Re: "Because Samuel Birley Rowbotham said so" - a valid argument?
« Reply #44 on: October 21, 2011, 03:02:48 AM »
It seems you missed my post where I explained that this experiment has been performed three times. Twice where the result confirmed a flat earth and once where the result was annulled due to arbitration irregularities. So blinkered are the RErs here, that rather than examine the two confirmed results, they instead prefer to pick and play with the prospect that convicted swindlers Wallace and Walsh may have been correct.

Boot on the other foot, you would say we were grasping at straws.
« Last Edit: October 21, 2011, 03:16:40 AM by Thork »
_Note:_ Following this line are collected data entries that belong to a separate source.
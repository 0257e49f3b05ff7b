//! Bundle building orchestration.
//!
//! Pipeline per bundle, strictly sequential:
//! - **Load** - read every input file (all-or-nothing)
//! - **Transform** - optional best-effort minification
//! - **Compose** - markers or skeleton strategy
//! - **Write** - overwrite the output file and report its size
//!
//! Nothing is written until every input of the bundle has been read and the
//! document composed, so a failed bundle leaves its previous output intact.

use crate::{
    asset::{AssetKind, Artifact, load_artifacts, minify::minify},
    compose::{self, MarkerInline, SkeletonParts},
    config::{BundleConfig, BundlerConfig, Strategy},
    debug,
    embed::demo,
    log,
    output::{Document, write_document},
};
use anyhow::{Context, Result, anyhow};

/// Build the selected bundles in config order, stopping at the first failure.
pub fn build_bundles(config: &BundlerConfig, names: &[String]) -> Result<()> {
    let bundles = config.select(names)?;
    for bundle in &bundles {
        build_bundle(config, bundle)
            .with_context(|| format!("failed to build bundle `{}`", bundle.name))?;
    }
    if bundles.len() > 1 {
        log!("done"; "built {} bundles", bundles.len());
    }
    Ok(())
}

/// Run Load → Transform → Compose → Write for one bundle.
pub fn build_bundle(config: &BundlerConfig, bundle: &BundleConfig) -> Result<()> {
    let doc = compose_bundle(config, bundle)?;
    let report = write_document(&doc)?;
    log!("build"; "wrote {}", report.path.display());
    log!("build"; "size: {}", report);
    Ok(())
}

/// Load, transform and compose a bundle without touching the output file.
pub fn compose_bundle(config: &BundlerConfig, bundle: &BundleConfig) -> Result<Document> {
    let input_dir = bundle.input_dir(config.get_root());
    debug!("build"; "bundle `{}` from {}", bundle.name, input_dir.display());

    let artifacts = load_artifacts(&input_dir, &bundle.input_specs())?;
    let minify_enabled = bundle.minify_or(config.minify);
    let texts: Vec<String> = artifacts
        .iter()
        .map(|a| prepare_text(a, minify_enabled))
        .collect();

    let html = match bundle.strategy {
        Strategy::Markers => compose_with_markers(config, bundle, &artifacts, &texts)?,
        Strategy::Skeleton => compose_with_skeleton(bundle, &artifacts, &texts, minify_enabled)?,
    };

    Ok(Document::new(bundle.output_path(config.get_root()), html))
}

/// Apply minification if enabled, logging the size change.
fn prepare_text(artifact: &Artifact, minify_enabled: bool) -> String {
    if !minify_enabled || artifact.kind == AssetKind::Markup {
        return artifact.text.clone();
    }
    let minified = minify(artifact.kind, &artifact.text).into_owned();
    debug!("minify"; "{} {} -> {} bytes",
        artifact.path.display(), artifact.text.len(), minified.len());
    minified
}

/// Artifacts are loaded template first, then one per inline rule.
fn compose_with_markers(
    config: &BundlerConfig,
    bundle: &BundleConfig,
    artifacts: &[Artifact],
    texts: &[String],
) -> Result<String> {
    let (template, inputs) = artifacts
        .split_first()
        .ok_or_else(|| anyhow!("bundle `{}` has no template", bundle.name))?;

    let inlines: Vec<_> = bundle
        .inline
        .iter()
        .zip(inputs.iter().zip(&texts[1..]))
        .map(|(rule, (artifact, text))| MarkerInline {
            marker: &rule.marker,
            artifact,
            text,
        })
        .collect();

    Ok(compose::compose_markers(
        template,
        &inlines,
        config.strict_markers,
    )?)
}

/// Artifacts are loaded in the order style?, script, app?; missing optional
/// parts fall back to the built-in stylesheet and application logic.
fn compose_with_skeleton(
    bundle: &BundleConfig,
    artifacts: &[Artifact],
    texts: &[String],
    minify_enabled: bool,
) -> Result<String> {
    let mut loaded = artifacts.iter().zip(texts);

    let builtin_style = Artifact::inline(AssetKind::Style, "<built-in style>", demo::STYLE_CSS);
    let builtin_app = Artifact::inline(AssetKind::Script, "<built-in app>", demo::APP_JS);
    let builtin_style_text = prepare_text(&builtin_style, minify_enabled);
    let builtin_app_text = prepare_text(&builtin_app, minify_enabled);

    let mut next = |present: bool| {
        if present { loaded.next() } else { None }
    };
    let style = next(bundle.style.is_some());
    let script = next(bundle.script.is_some())
        .ok_or_else(|| anyhow!("bundle `{}` has no script", bundle.name))?;
    let app = next(bundle.app.is_some());

    let parts = SkeletonParts {
        title: bundle.title.as_deref().unwrap_or(demo::DEFAULT_TITLE),
        style: style
            .map(|(a, t)| (a, t.as_str()))
            .unwrap_or((&builtin_style, builtin_style_text.as_str())),
        script: (script.0, script.1.as_str()),
        app: app
            .map(|(a, t)| (a, t.as_str()))
            .unwrap_or((&builtin_app, builtin_app_text.as_str())),
    };

    Ok(compose::compose_skeleton(&parts)?)
}

#[cfg(test)]
mod tests {
    use super::*;
    use crate::config::InlineRule;
    use crate::error::BundleError;
    use std::{fs, path::Path};
    use tempfile::TempDir;

    const LINK: &str = r#"<link rel="stylesheet" href="style.css">"#;
    const SCRIPT: &str = r#"<script src="script.js"></script>"#;

    fn config_at(root: &Path, bundles: Vec<BundleConfig>) -> BundlerConfig {
        BundlerConfig {
            root: root.to_path_buf(),
            bundle: bundles,
            ..BundlerConfig::default()
        }
    }

    fn write_site(root: &Path) {
        let src = root.join("website/src");
        fs::create_dir_all(&src).unwrap();
        fs::write(
            src.join("index.html"),
            format!("<html><head>{LINK}</head><body>{SCRIPT}</body></html>"),
        )
        .unwrap();
        fs::write(src.join("style.css"), "a{color:blue}").unwrap();
        fs::write(src.join("script.js"), "console.log('hi');").unwrap();
    }

    fn bundle_error(err: &anyhow::Error) -> Option<&BundleError> {
        err.chain().find_map(|e| e.downcast_ref::<BundleError>())
    }

    #[test]
    fn test_build_site_bundle() {
        let dir = TempDir::new().unwrap();
        write_site(dir.path());
        let config = config_at(dir.path(), vec![BundleConfig::site()]);

        build_bundles(&config, &[]).unwrap();

        let html = fs::read_to_string(dir.path().join("lxclua_official_site.html")).unwrap();
        assert!(html.contains("<style>\na{color:blue}\n</style>"));
        assert!(html.contains("<script>\nconsole.log('hi');\n</script>"));
        assert!(!html.contains(LINK));
        assert!(!html.contains(SCRIPT));
    }

    #[test]
    fn test_build_site_minified() {
        let dir = TempDir::new().unwrap();
        write_site(dir.path());
        fs::write(
            dir.path().join("website/src/style.css"),
            "body {\n  color: red; /* note */\n}",
        )
        .unwrap();
        let mut config = config_at(dir.path(), vec![BundleConfig::site()]);
        config.minify = true;

        let doc = compose_bundle(&config, &config.bundle[0]).unwrap();
        assert!(doc.html.contains("<style>\nbody{color:red}\n</style>"));
    }

    #[test]
    fn test_build_demo_bundle() {
        let dir = TempDir::new().unwrap();
        fs::write(dir.path().join("lxclua.js"), "var LuaModule = function(m){};").unwrap();
        let config = config_at(dir.path(), vec![BundleConfig::demo()]);

        build_bundles(&config, &["demo".to_string()]).unwrap();

        let html = fs::read_to_string(dir.path().join("lxclua_standalone.html")).unwrap();
        assert!(html.contains("<title>LXCLUA WebAssembly</title>"));
        let runtime = html.find("var LuaModule = function(m){};").unwrap();
        let app = html.find("LuaModule(Module)").unwrap();
        let style = html.find("#output").unwrap();
        assert!(style < runtime && runtime < app);
    }

    #[test]
    fn test_demo_with_custom_parts() {
        let dir = TempDir::new().unwrap();
        fs::write(dir.path().join("rt.js"), "rt();").unwrap();
        fs::write(dir.path().join("page.css"), "p{}").unwrap();
        fs::write(dir.path().join("app.js"), "start();").unwrap();
        let bundle = BundleConfig {
            script: Some("rt.js".into()),
            style: Some("page.css".into()),
            app: Some("app.js".into()),
            title: Some("Custom".into()),
            ..BundleConfig::demo()
        };
        let config = config_at(dir.path(), vec![bundle]);

        let doc = compose_bundle(&config, &config.bundle[0]).unwrap();
        assert!(doc.html.contains("<title>Custom</title>"));
        assert!(doc.html.contains("p{}"));
        assert!(doc.html.contains("start();"));
        assert!(!doc.html.contains("LuaModule(Module)"));
        assert!(!doc.html.contains("#output {"));
    }

    #[test]
    fn test_missing_script_keeps_previous_output() {
        let dir = TempDir::new().unwrap();
        write_site(dir.path());
        fs::remove_file(dir.path().join("website/src/script.js")).unwrap();
        let output = dir.path().join("lxclua_official_site.html");
        fs::write(&output, "previous").unwrap();
        let config = config_at(dir.path(), vec![BundleConfig::site()]);

        let err = build_bundles(&config, &[]).unwrap_err();

        assert!(matches!(
            bundle_error(&err),
            Some(BundleError::MissingInputFile { .. })
        ));
        assert_eq!(fs::read_to_string(&output).unwrap(), "previous");
    }

    #[test]
    fn test_missing_input_writes_nothing() {
        let dir = TempDir::new().unwrap();
        let config = config_at(dir.path(), vec![BundleConfig::demo()]);

        assert!(build_bundles(&config, &[]).is_err());
        assert!(!dir.path().join("lxclua_standalone.html").exists());
    }

    #[test]
    fn test_repeated_builds_identical() {
        let dir = TempDir::new().unwrap();
        write_site(dir.path());
        let config = config_at(dir.path(), vec![BundleConfig::site()]);
        let output = dir.path().join("lxclua_official_site.html");

        build_bundles(&config, &[]).unwrap();
        let first = fs::read(&output).unwrap();
        build_bundles(&config, &[]).unwrap();
        let second = fs::read(&output).unwrap();

        assert_eq!(first, second);
    }

    #[test]
    fn test_strict_marker_missing() {
        let dir = TempDir::new().unwrap();
        write_site(dir.path());
        fs::write(
            dir.path().join("website/src/index.html"),
            format!("<html>{LINK}</html>"),
        )
        .unwrap();
        let mut config = config_at(dir.path(), vec![BundleConfig::site()]);

        let err = compose_bundle(&config, &config.bundle[0]).unwrap_err();
        assert!(matches!(
            bundle_error(&err),
            Some(BundleError::MarkerNotFound { .. })
        ));

        config.strict_markers = false;
        let doc = compose_bundle(&config, &config.bundle[0]).unwrap();
        assert_eq!(doc.html, "<html><style>\na{color:blue}\n</style></html>");
    }

    #[test]
    fn test_custom_rules_in_order() {
        let dir = TempDir::new().unwrap();
        fs::write(dir.path().join("t.html"), "<!--css--><!--js-->").unwrap();
        fs::write(dir.path().join("a.css"), "a{}").unwrap();
        fs::write(dir.path().join("b.js"), "b()").unwrap();
        let bundle = BundleConfig {
            name: "custom".into(),
            template: Some("t.html".into()),
            output: "out/custom.html".into(),
            inline: vec![
                InlineRule::new(AssetKind::Style, "<!--css-->", "a.css"),
                InlineRule::new(AssetKind::Script, "<!--js-->", "b.js"),
            ],
            ..BundleConfig::default()
        };
        let config = config_at(dir.path(), vec![bundle]);

        build_bundles(&config, &[]).unwrap();
        let html = fs::read_to_string(dir.path().join("out/custom.html")).unwrap();
        assert_eq!(html, "<style>\na{}\n</style><script>\nb()\n</script>");
    }
}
Re: "Because Samuel Birley Rowbotham said so" - a valid argument?
« Reply #45 on: October 21, 2011, 03:38:43 AM »
It seems you missed my post where I explained that this experiment has been performed three times. Twice where the result confirmed a flat earth and once where the result was annulled due to arbitration irregularities.
To put it another way, you could say it was performed twice by people who used it to show the earth was flat and once to prove that the earth is not flat. The fact that the same experiment can be used to show such obviously conflicting results would call into question whether the Bedford Level Experiment is valid at all.

...rather than examine the two confirmed results...
The third one was confirmed by arbitrators according to the original agreement.

they instead prefer to pick and play with the prospect that convicted swindlers Wallace and Walsh may have been correct.
There is no suggestion anywhere in what you linked that W&W were swindlers. In fact, Hampden was convicted of libel for making accusations of cheating.

Boot on the other foot, you would say we were grasping at straws.
Boot on the other foot, you would point out that you have still ignored my analysis of the document you linked, where no reference is made to cheating or swindling by the parties involved. You are attempting to use the fact that the wager was nullified on a technicality to nullify the result of the experiment. How am I the one grasping at straws?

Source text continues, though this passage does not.